PROBLEM DESCRIPTION -
If a line in the data contains "Deserialize", copy it out.

(Stored data)
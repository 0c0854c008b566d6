//! Scratch projects and a stand-in GNINA for tests.

use crate::config::{Config, DevicePreference};
use crate::pairlist::PairRecord;
use std::path::{Path, PathBuf};
use tempfile::TempDir;

/// Writes `--out`/`--log` like GNINA does. Behaviour is picked by the ligand
/// name: `slow` hangs, `fail` exits 3, `empty` exits 0 without output.
/// `partial` hangs and `abort` exits 3, both after writing poses.
/// The first line of the ligand file, if any, becomes the CNNscore.
pub const FAKE_GNINA: &str = r#"
out=""; log=""; lig=""
while [ $# -gt 0 ]; do
  case "$1" in
    --out) out="$2"; shift 2 ;;
    --log) log="$2"; shift 2 ;;
    --ligand) lig="$2"; shift 2 ;;
    *) shift ;;
  esac
done
case "$(basename "$lig")" in
  *slow*) exec sleep 30 ;;
  *fail*) echo "failed to parse ligand" >&2; exit 3 ;;
  *empty*) exit 0 ;;
esac
score=$(head -n 1 "$lig")
[ -n "$score" ] || score=0.9
echo "mode |  affinity" > "$log"
for pose in 1 2; do
  cat >> "$out" <<SDF
lig
     gnina

  0  0  0  0  0  0  0  0  0  0999 V2000
M  END
> <minimizedAffinity>
-7.$pose

> <CNNscore>
$score

> <CNNaffinity>
6.$pose

\$\$\$\$
SDF
done
case "$(basename "$lig")" in
  *partial*) exec sleep 30 ;;
  *abort*) echo "aborted" >&2; exit 3 ;;
esac
echo "docked $lig"
"#;

pub fn write_script(dir: &Path, name: &str, body: &str) -> PathBuf {
    use std::os::unix::fs::PermissionsExt;

    let path = dir.join(name);
    std::fs::write(&path, format!("#!/bin/sh\n{}\n", body)).unwrap();
    std::fs::set_permissions(&path, std::fs::Permissions::from_mode(0o755)).unwrap();
    path
}

pub struct Project {
    pub dir: TempDir,
    pub config: Config,
}

impl Project {
    pub fn new() -> Self {
        let dir = tempfile::tempdir().unwrap();
        for sub in ["receptors", "ligands", "gnina_out", "logs", "results", "bin"] {
            std::fs::create_dir_all(dir.path().join(sub)).unwrap();
        }
        let gnina = write_script(&dir.path().join("bin"), "gnina", FAKE_GNINA);

        let config = Config {
            gnina_binary: gnina,
            work_dir: dir.path().to_path_buf(),
            device: DevicePreference::Cpu,
            cpu_cores: Some(1),
            timeout_secs: 10,
            concurrency: 2,
            ..Config::default()
        };
        Self { dir, config }
    }

    pub fn path(&self) -> &Path {
        self.dir.path()
    }

    pub fn add_receptor(&self, name: &str) {
        std::fs::write(self.path().join("receptors").join(name), "RECEPTOR\n").unwrap();
    }

    /// `score` ends up as the CNNscore of every pose the fake GNINA writes.
    pub fn add_ligand(&self, name: &str, score: Option<f64>) {
        let content = score.map(|s| format!("{}\n", s)).unwrap_or_default();
        std::fs::write(self.path().join("ligands").join(name), content).unwrap();
    }

    pub fn pair(receptor: &str, ligand: &str, site: &str) -> PairRecord {
        PairRecord {
            receptor: receptor.to_string(),
            ligand: ligand.to_string(),
            center: [1.0, 2.0, 3.0],
            size: [20.0, 20.0, 20.0],
            site_id: site.to_string(),
        }
    }
}
use crate::dispatch::Dispatcher;
use crate::pairlist::PairRecord;
use crate::results::{Summary, TaskResult};
use anyhow::{Context, Result};
use log::{debug, error, info, warn};
use serde::{Deserialize, Serialize};
use std::collections::HashSet;
use std::path::{Path, PathBuf};
use std::sync::atomic::{AtomicUsize, Ordering};
use std::sync::{Arc, Mutex};
use tokio::sync::Semaphore;
use tokio::task::JoinSet;

const POSE_SUFFIX: &str = "_poses.sdf";

/// Tags that already have a non-empty pose file.
#[derive(Debug, Default)]
pub struct RunState {
    completed: Mutex<HashSet<String>>,
}

#[derive(Debug, Serialize, Deserialize)]
struct StateFile {
    run_id: String,
    total: usize,
    completed: Vec<String>,
}

impl RunState {
    pub fn scan(output_dir: &Path) -> Result<Self> {
        let pattern = output_dir.join(format!("*{}", POSE_SUFFIX));
        let pattern = pattern.to_string_lossy();
        let mut completed = HashSet::new();
        for entry in glob::glob(&pattern).context("Invalid output directory pattern")? {
            let path = match entry {
                Ok(path) => path,
                Err(e) => {
                    warn!("Skipping unreadable output entry: {}", e);
                    continue;
                }
            };
            let non_empty = std::fs::metadata(&path)
                .map(|m| m.is_file() && m.len() > 0)
                .unwrap_or(false);
            if !non_empty {
                continue;
            }
            if let Some(tag) = path
                .file_name()
                .and_then(|n| n.to_str())
                .and_then(|n| n.strip_suffix(POSE_SUFFIX))
            {
                completed.insert(tag.to_string());
            }
        }
        if !completed.is_empty() {
            info!(
                "Found {} completed outputs in {:?}",
                completed.len(),
                output_dir
            );
        }
        Ok(Self {
            completed: Mutex::new(completed),
        })
    }

    fn lock(&self) -> std::sync::MutexGuard<'_, HashSet<String>> {
        // A poisoned set is still a valid set of tags.
        self.completed.lock().unwrap_or_else(|e| e.into_inner())
    }

    pub fn is_complete(&self, tag: &str) -> bool {
        self.lock().contains(tag)
    }

    pub fn mark_complete(&self, tag: &str) {
        self.lock().insert(tag.to_string());
    }

    pub fn len(&self) -> usize {
        self.lock().len()
    }

    /// Write `docking_state.json`.
    pub fn save(&self, path: &Path, run_id: &str, total: usize) -> Result<()> {
        let mut completed: Vec<String> = self.lock().iter().cloned().collect();
        completed.sort();
        let state = StateFile {
            run_id: run_id.to_string(),
            total,
            completed,
        };
        let content = serde_json::to_string_pretty(&state)?;
        std::fs::write(path, content).context(format!("Failed to write state file {:?}", path))?;
        Ok(())
    }
}

/// What a pool run produced. `results` follow submission order.
#[derive(Debug, Default)]
pub struct PoolReport {
    pub results: Vec<TaskResult>,
    /// Tags that were not dispatched because their output already exists.
    pub skipped: Vec<String>,
    /// One result per pair whose output an earlier run left.
    pub resumed: Vec<TaskResult>,
}

impl PoolReport {
    pub fn summary(&self) -> Summary {
        Summary::from_results(&self.results, self.skipped.len())
    }

    /// Resumed and dispatched results together, for a saved results file.
    pub fn all_results(&self) -> Vec<TaskResult> {
        self.resumed
            .iter()
            .chain(self.results.iter())
            .cloned()
            .collect()
    }
}

pub struct WorkerPool {
    concurrency: usize,
}

impl WorkerPool {
    pub fn new(concurrency: usize) -> Self {
        Self {
            concurrency: concurrency.max(1),
        }
    }

    pub fn concurrency(&self) -> usize {
        self.concurrency
    }

    /// Dispatch every pair not yet in `state`, at most `concurrency` at a
    /// time. Returns once every task has finished.
    pub async fn run(
        &self,
        pairs: &[PairRecord],
        dispatcher: Arc<Dispatcher>,
        state: Arc<RunState>,
    ) -> PoolReport {
        let mut report = PoolReport::default();
        let mut queued: Vec<PairRecord> = Vec::new();
        let mut seen = HashSet::new();

        for pair in pairs {
            let tag = dispatcher.tag(pair);
            if state.is_complete(&tag) {
                debug!("{} already has poses, skipping", tag);
                if seen.insert(tag.clone()) {
                    report.resumed.push(dispatcher.resumed(pair));
                }
                report.skipped.push(tag);
            } else if !seen.insert(tag.clone()) {
                warn!("{} appears more than once in the pair list, skipping repeat", tag);
                report.skipped.push(tag);
            } else {
                queued.push(pair.clone());
            }
        }

        if !report.skipped.is_empty() {
            info!(
                "Resuming: {} of {} pairs already done",
                report.skipped.len(),
                pairs.len()
            );
        }

        let total = queued.len();
        let semaphore = Arc::new(Semaphore::new(self.concurrency));
        let finished = Arc::new(AtomicUsize::new(0));
        let mut tasks = JoinSet::new();

        for (index, pair) in queued.iter().cloned().enumerate() {
            let semaphore = semaphore.clone();
            let dispatcher = dispatcher.clone();
            let state = state.clone();
            let finished = finished.clone();

            tasks.spawn(async move {
                let _permit = semaphore.acquire_owned().await;
                info!("[{}/{}] Docking {}", index + 1, total, dispatcher.tag(&pair));

                // The dispatch runs in its own task so a panic surfaces as a
                // JoinError here instead of losing the index.
                let worker = {
                    let dispatcher = dispatcher.clone();
                    let pair = pair.clone();
                    tokio::spawn(async move { dispatcher.dispatch(&pair).await })
                };
                let result = match worker.await {
                    Ok(result) => result,
                    Err(e) => {
                        error!("Worker for {} crashed: {}", dispatcher.tag(&pair), e);
                        dispatcher.crashed(&pair, &e.to_string())
                    }
                };

                if result.succeeded() {
                    state.mark_complete(&dispatcher.tag(&pair));
                }
                let done = finished.fetch_add(1, Ordering::SeqCst) + 1;
                info!(
                    "[{}/{}] {} finished: {}",
                    done,
                    total,
                    result.pair_id,
                    result.status()
                );
                (index, result)
            });
        }

        let mut slots: Vec<Option<TaskResult>> = vec![None; total];
        while let Some(joined) = tasks.join_next().await {
            match joined {
                Ok((index, result)) => slots[index] = Some(result),
                Err(e) => error!("Pool task failed: {}", e),
            }
        }

        report.results = slots
            .into_iter()
            .zip(queued.iter())
            .map(|(slot, pair)| {
                slot.unwrap_or_else(|| dispatcher.crashed(pair, "task did not report"))
            })
            .collect();
        report
    }
}

pub fn state_path(results_dir: &Path) -> PathBuf {
    results_dir.join("docking_state.json")
}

EXPECTED ANSWER -
use serde::{Deserialize, Serialize};
#[derive(Debug, Serialize, Deserialize)]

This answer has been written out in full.